By calling GetHandler without knowing (at compile time) the real type of the command, you lost the ability to use generics effectively and TCommand becomes meaningless.

So, you try to work around this: your resolver uses the command's runtime type(command.GetType()) to reflectively construct the type ICommandHandler<SomeCommandType> and tries to find that in the kernel.

Assuming you have something registered for that type, you'll get an ICommandHandler<SomeCommandType>, which you'll then try to cast to ICommandHandler<ICommand> (remember that TCommand is bound to ICommand). This of course won't work, unless TCommand is declared covariant in ICommandHandler<TCommand>, since you're casting up the type hierarchy; but even if it did, that's not what you want because what would you do with a ICommandHandler<ICommand> anyway?

Simply put: you can't cast an ICommandHandler<SomeCommand> to a ICommandHandler<ICommand> because that would imply that you can pass it any kind of ICommand and it'll happily handle it -- which is not true. If you want to use generic type parameters, you'll have to keep them bound to the real command type throughout the entire flow.

Solution

One solution to this problem is to keep TCommand bound to the real command type throughout the resolution of both the command and the command handler, e.g. by having something like FindHandlerAndHandle<TCommand>(TCommand command) and invoking it by reflection using the command's runtime type.

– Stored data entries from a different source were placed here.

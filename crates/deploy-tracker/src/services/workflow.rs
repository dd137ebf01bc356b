//! Deployment creation workflow.
//!
//! Coordinates the relational store and the object store without a
//! cross-system transaction: forward steps push a compensating action onto
//! a step log, and on failure the log is unwound in reverse. Compensation
//! failures are collected (all of them, not just the first) into a
//! `PartialFailure` that names whatever was left inconsistent.

use std::fs;
use std::io::{self, Write};
use std::path::{Path, PathBuf};
use std::sync::Arc;

use once_cell::sync::Lazy;
use prometheus::{opts, IntCounter, IntCounterVec};
use thiserror::Error;
use tracing::{error, info, warn};
use uuid::Uuid;

use super::deployments::{DeploymentRepository, NewDeployment};
use super::files::{FileRecordRepository, NewFileRecord};
use super::RepoError;
use crate::keys::derive_storage_key;
use crate::models::{DeploymentDetail, FileRecord};
use crate::storage::{ArtifactStore, StorageError};
use crate::telemetry::REGISTRY;

/// Extensions the intake accepts, matching the release-document policy.
const ALLOWED_FILE_TYPES: &[&str] = &["pdf", "doc", "docx", "xls", "xlsx", "ppt", "pptx"];

static WORKFLOW_OUTCOMES: Lazy<IntCounterVec> = Lazy::new(|| {
    let c = IntCounterVec::new(
        opts!("deployment_workflow_total", "Deployment workflow outcomes"),
        &["entry", "outcome"],
    )
    .unwrap();
    REGISTRY.register(Box::new(c.clone())).ok();
    c
});
static COMPENSATION_RUNS: Lazy<IntCounter> = Lazy::new(|| {
    let c = IntCounter::new("deployment_compensation_runs_total", "Compensation unwinds started").unwrap();
    REGISTRY.register(Box::new(c.clone())).ok();
    c
});
static COMPENSATION_FAILURES: Lazy<IntCounter> = Lazy::new(|| {
    let c = IntCounter::new(
        "deployment_compensation_failures_total",
        "Compensation unwinds that left inconsistent state",
    )
    .unwrap();
    REGISTRY.register(Box::new(c.clone())).ok();
    c
});
static ARTIFACT_UPLOAD_BYTES: Lazy<IntCounter> = Lazy::new(|| {
    let c = IntCounter::new("artifact_upload_bytes_total", "Total artifact bytes uploaded").unwrap();
    REGISTRY.register(Box::new(c.clone())).ok();
    c
});

#[derive(Debug, Error)]
pub enum WorkflowError {
    #[error("an artifact file is required for deployment creation")]
    MissingArtifact,
    #[error("{0}")]
    Validation(String),
    #[error("unsupported file type .{0}: only PDF, Word, Excel and PowerPoint files are allowed")]
    UnsupportedFileType(String),
    #[error("version {version} already exists for service {service_id}")]
    DuplicateVersion { service_id: Uuid, version: String },
    #[error("service {0} not found")]
    ServiceNotFound(Uuid),
    #[error("deployment {0} not found")]
    DeploymentNotFound(Uuid),
    #[error("artifact staging failed: {0}")]
    Staging(#[from] io::Error),
    #[error(transparent)]
    Storage(#[from] StorageError),
    #[error(transparent)]
    Repo(#[from] RepoError),
    #[error("compensation failed after error ({cause}); deployment={deployment_id:?} storage_key={storage_key:?}: {}", compensation_errors.join("; "))]
    PartialFailure {
        deployment_id: Option<Uuid>,
        storage_key: Option<String>,
        compensation_errors: Vec<String>,
        cause: String,
    },
}

/// Temporary on-disk spool for an uploaded artifact. The file is removed on
/// drop, so every workflow branch releases the staging copy.
pub struct TempSpool {
    path: PathBuf,
}

impl TempSpool {
    pub fn create(dir: &Path) -> io::Result<(Self, fs::File)> {
        fs::create_dir_all(dir)?;
        let path = dir.join(format!("upload-{}.part", Uuid::new_v4()));
        let file = fs::File::create(&path)?;
        Ok((Self { path }, file))
    }

    pub fn path(&self) -> &Path {
        &self.path
    }

    pub fn read(&self) -> io::Result<Vec<u8>> {
        fs::read(&self.path)
    }
}

impl Drop for TempSpool {
    fn drop(&mut self) {
        let _ = fs::remove_file(&self.path);
    }
}

/// An uploaded artifact staged on local disk, awaiting the object-store put.
pub struct StagedArtifact {
    pub original_name: String,
    pub content_type: String,
    pub size_bytes: i64,
    pub spool: TempSpool,
}

impl StagedArtifact {
    /// Extension without the dot, lowercased. Empty when the name has none.
    pub fn file_type(&self) -> String {
        match self.original_name.rsplit_once('.') {
            Some((_, ext)) if !ext.is_empty() => ext.to_ascii_lowercase(),
            _ => String::new(),
        }
    }

    pub fn spool_bytes(data: &[u8], name: &str, content_type: &str, dir: &Path) -> io::Result<Self> {
        let (spool, mut file) = TempSpool::create(dir)?;
        file.write_all(data)?;
        Ok(Self {
            original_name: name.to_string(),
            content_type: content_type.to_string(),
            size_bytes: data.len() as i64,
            spool,
        })
    }
}

#[derive(Debug, Clone)]
pub struct CreateDeployment {
    pub service_id: Uuid,
    pub version: String,
    pub changes: Option<String>,
    pub branch_name: Option<String>,
    pub created_by: Uuid,
}

/// Step log entry: the action that undoes an already-committed step.
enum Compensation {
    DeleteObject { key: String },
    DeleteDeployment { id: Uuid },
}

#[derive(Clone)]
pub struct DeploymentWorkflow {
    deployments: Arc<dyn DeploymentRepository>,
    files: Arc<dyn FileRecordRepository>,
    store: Arc<dyn ArtifactStore>,
    bucket: String,
}

impl DeploymentWorkflow {
    pub fn new(
        deployments: Arc<dyn DeploymentRepository>,
        files: Arc<dyn FileRecordRepository>,
        store: Arc<dyn ArtifactStore>,
        bucket: String,
    ) -> Self {
        Self { deployments, files, store, bucket }
    }

    /// Create a deployment together with its mandatory artifact.
    ///
    /// Duplicate-version failures are reported before anything is written to
    /// the object store. Later failures unwind the step log; if the unwind
    /// itself fails the caller gets `PartialFailure` naming the orphaned
    /// deployment so an operator can reconcile.
    pub async fn create_with_artifact(
        &self,
        input: CreateDeployment,
        artifact: StagedArtifact,
    ) -> Result<(DeploymentDetail, FileRecord), WorkflowError> {
        let outcome = self.create_inner(input, artifact).await;
        let label = if outcome.is_ok() { "ok" } else { "error" };
        WORKFLOW_OUTCOMES.with_label_values(&["create", label]).inc();
        outcome
    }

    async fn create_inner(
        &self,
        input: CreateDeployment,
        artifact: StagedArtifact,
    ) -> Result<(DeploymentDetail, FileRecord), WorkflowError> {
        // Validating
        if input.version.trim().is_empty() {
            return Err(WorkflowError::Validation("version is required".into()));
        }
        validate_artifact(&artifact)?;
        let service_name = self
            .deployments
            .service_name(input.service_id)
            .await?
            .ok_or(WorkflowError::ServiceNotFound(input.service_id))?;
        let key = derive_storage_key(&service_name, &input.version, &artifact.original_name)
            .map_err(|e| WorkflowError::Validation(e.to_string()))?;
        // Read the staging copy up front so local IO failures need no
        // compensation.
        let bytes = artifact.spool.read()?;

        // CreatingDeployment: fast-path probe, then insert backed by the
        // UNIQUE constraint. Either way nothing has touched storage yet.
        if self
            .deployments
            .version_exists(input.service_id, &input.version)
            .await?
        {
            return Err(WorkflowError::DuplicateVersion {
                service_id: input.service_id,
                version: input.version,
            });
        }
        let deployment = self
            .deployments
            .create(NewDeployment {
                service_id: input.service_id,
                version: input.version.clone(),
                changes: input.changes.clone(),
                created_by: input.created_by,
                branch_name: input.branch_name.clone(),
            })
            .await
            .map_err(|e| match e {
                RepoError::UniqueViolation => WorkflowError::DuplicateVersion {
                    service_id: input.service_id,
                    version: input.version.clone(),
                },
                other => WorkflowError::Repo(other),
            })?;
        let mut log = vec![Compensation::DeleteDeployment { id: deployment.id }];

        // UploadingArtifact
        if let Err(e) = self
            .store
            .put(&self.bucket, &key, bytes, &artifact.content_type)
            .await
        {
            return self
                .fail(log, Some(deployment.id), Some(key), e.into())
                .await;
        }
        ARTIFACT_UPLOAD_BYTES.inc_by(artifact.size_bytes.max(0) as u64);
        log.push(Compensation::DeleteObject { key: key.clone() });

        // LinkingFile
        match self
            .files
            .create(NewFileRecord {
                deployment_id: deployment.id,
                original_name: artifact.original_name.clone(),
                storage_key: key.clone(),
                file_type: artifact.file_type(),
                size_bytes: artifact.size_bytes,
                uploaded_by: input.created_by,
            })
            .await
        {
            Ok(file) => {
                info!(deployment_id=%deployment.id, storage_key=%key, size_bytes=artifact.size_bytes,
                    "deployment created with artifact");
                Ok((deployment, file))
            }
            Err(e) => {
                self.fail(log, Some(deployment.id), Some(key), e.into())
                    .await
            }
        }
    }

    /// Attach an additional artifact to an existing deployment, reusing the
    /// same key derivation and the upload/link compensation of the creation
    /// workflow. The pre-existing deployment row is never compensated away.
    pub async fn attach_artifact(
        &self,
        deployment_id: Uuid,
        uploaded_by: Uuid,
        artifact: StagedArtifact,
    ) -> Result<FileRecord, WorkflowError> {
        let outcome = self.attach_inner(deployment_id, uploaded_by, artifact).await;
        let label = if outcome.is_ok() { "ok" } else { "error" };
        WORKFLOW_OUTCOMES.with_label_values(&["attach", label]).inc();
        outcome
    }

    async fn attach_inner(
        &self,
        deployment_id: Uuid,
        uploaded_by: Uuid,
        artifact: StagedArtifact,
    ) -> Result<FileRecord, WorkflowError> {
        validate_artifact(&artifact)?;
        let deployment = self
            .deployments
            .find_by_id(deployment_id)
            .await?
            .ok_or(WorkflowError::DeploymentNotFound(deployment_id))?;
        let service_name = match deployment.service_name.clone() {
            Some(name) => name,
            None => self
                .deployments
                .service_name(deployment.service_id)
                .await?
                .ok_or(WorkflowError::ServiceNotFound(deployment.service_id))?,
        };
        let key = derive_storage_key(&service_name, &deployment.version, &artifact.original_name)
            .map_err(|e| WorkflowError::Validation(e.to_string()))?;
        let bytes = artifact.spool.read()?;

        let mut log = Vec::new();
        self.store
            .put(&self.bucket, &key, bytes, &artifact.content_type)
            .await?;
        ARTIFACT_UPLOAD_BYTES.inc_by(artifact.size_bytes.max(0) as u64);
        log.push(Compensation::DeleteObject { key: key.clone() });

        match self
            .files
            .create(NewFileRecord {
                deployment_id,
                original_name: artifact.original_name.clone(),
                storage_key: key.clone(),
                file_type: artifact.file_type(),
                size_bytes: artifact.size_bytes,
                uploaded_by,
            })
            .await
        {
            Ok(file) => {
                info!(deployment_id=%deployment_id, storage_key=%key, "artifact attached");
                Ok(file)
            }
            Err(e) => self.fail(log, None, Some(key), e.into()).await,
        }
    }

    /// Unwind the step log in reverse. Returns the original error when every
    /// compensating action succeeds, otherwise a `PartialFailure` carrying
    /// all collected compensation errors and the ids left inconsistent.
    async fn fail<T>(
        &self,
        log: Vec<Compensation>,
        deployment_id: Option<Uuid>,
        storage_key: Option<String>,
        cause: WorkflowError,
    ) -> Result<T, WorkflowError> {
        COMPENSATION_RUNS.inc();
        let mut errors = Vec::new();
        for step in log.into_iter().rev() {
            match step {
                Compensation::DeleteObject { key } => {
                    if let Err(e) = self.store.delete(&self.bucket, &key).await {
                        errors.push(format!("delete object {key}: {e}"));
                    }
                }
                Compensation::DeleteDeployment { id } => {
                    if let Err(e) = self.deployments.delete(id).await {
                        errors.push(format!("delete deployment {id}: {e}"));
                    }
                }
            }
        }
        if errors.is_empty() {
            warn!(?deployment_id, ?storage_key, error=%cause,
                "workflow failed, compensation restored consistency");
            Err(cause)
        } else {
            COMPENSATION_FAILURES.inc();
            error!(?deployment_id, ?storage_key, compensation_errors=?errors, error=%cause,
                "compensation failed, state requires manual reconciliation");
            Err(WorkflowError::PartialFailure {
                deployment_id,
                storage_key,
                compensation_errors: errors,
                cause: cause.to_string(),
            })
        }
    }
}

fn validate_artifact(artifact: &StagedArtifact) -> Result<(), WorkflowError> {
    if artifact.size_bytes <= 0 {
        return Err(WorkflowError::MissingArtifact);
    }
    let file_type = artifact.file_type();
    if !ALLOWED_FILE_TYPES.contains(&file_type.as_str()) {
        return Err(WorkflowError::UnsupportedFileType(file_type));
    }
    Ok(())
}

But this is smelly and clumsy, and for a good reason: you're abusing generics.

Generic type-parameters are meant to help you when you know, in compile time, the type you want, or what you can unify it with another type parameter. In cases such as these, where you don't know that runtime type, trying to use generics only gets in your way.

A cleaner way to solve this is by separating the context when you know the command's type (when you write a handler for it) from the context when you don't know it (when you try to generically find a handler for a generic command). A good way to do that is by using an "untyped interface, typed base class" pattern:

public interface ICommandHandler // Look ma, no typeparams!
{
   bool CanHandle(ICommand command);
   void Handle(ICommand command);
}

public abstract class CommandHandlerBase<TCommand> : ICommandHandler
  where TCommand : ICommand
{
  public bool CanHandle(ICommand command) { return command is TCommand; }
  public void Handle(ICommand command) 
  {
    var typedCommand = command as TCommand;
    if (typedCommand == null) throw new InvalidCommandTypeException(command);

    Handle(typedCommand);
  }

  protected abstract void Handle(TCommand typedCommand);
}

This is a common way to bridge the generic and non-generic worlds: you use the non-generic interfaces when invoking them, but take advantage of the generic base-class when implementing. Your main flow now looks like this:

public void Handle(ICommand command)
{
    var allHandlers = Kernel.ResolveAll<ICommandHandler>(); // you can make this a dependency

    var handler = allHandlers.FirstOrDefault(h => h.CanHandle(command));
    if (handler == null) throw new MissingHandlerException(command);

    handler.Handle(command);
}

This is also somewhat more robust in the sense that the actual runtime type of the command doesn't have to match one-by-one with the type of the handler, so if you have a ICommandHandler<SomeBaseCommandType> it can handle commands of type SomeDerivedCommandType, so you can build handlers for intermediate base classes in the command type hierarchy, or use other inheritance tricks.